Gratitude was always a dicey issue in Japan; the very word arrigato
meant both “thank you” and “you have placed a sickening obligation on me.” When
she returned, she presented him with an Ellington record. What was
interesting was that it was one of the few Ellington albums he didn’t own,
which suggested the possibility that in the middle of the night, her head
bandaged, she had searched his apartment while he slept. Besides admitting
she was a Red, she told him nothing about her past. Never did. Harry had seen
others like her, tough girls from the mills who organized unions in spite of
the owners and police, who got their education from night school rather than
Tokyo Women’s College and read Red Flag instead of Housewife’s
Friend.

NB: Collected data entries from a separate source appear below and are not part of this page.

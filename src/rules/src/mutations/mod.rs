// Copyright © greedhall 2024-present
//
// Licensed under the Apache License, Version 2.0 (the "License");
// you may not use this file except in compliance with the License.
// You may obtain a copy of the License at
//
//   https://www.apache.org/licenses/LICENSE-2.0
//
// Unless required by applicable law or agreed to in writing, software
// distributed under the License is distributed on an "AS IS" BASIS,
// WITHOUT WARRANTIES OR CONDITIONS OF ANY KIND, either express or implied.
// See the License for the specific language governing permissions and
// limitations under the License.

pub mod dice;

Men, when they went to prison for radical activities, got
religion and dedicated their confessions to the emperor. Women like Michiko
hanged themselves in their cells rather than give their keepers an inch of
satisfaction. Harry had gotten her into the chorus line at the Folies, but
she was too argumentative for management, so when the war scare chased his
American musicians from the Happy Paris to Hawaii, he replaced them by making
her the enigmatic and, apart from lyrics, silent Record Girl. December
6 exudes passages like that one, full of images, impressions, and
descriptions, that draw readers into a setting and characters that are
memorable, human and loyal, in ways that are both expected and surprising.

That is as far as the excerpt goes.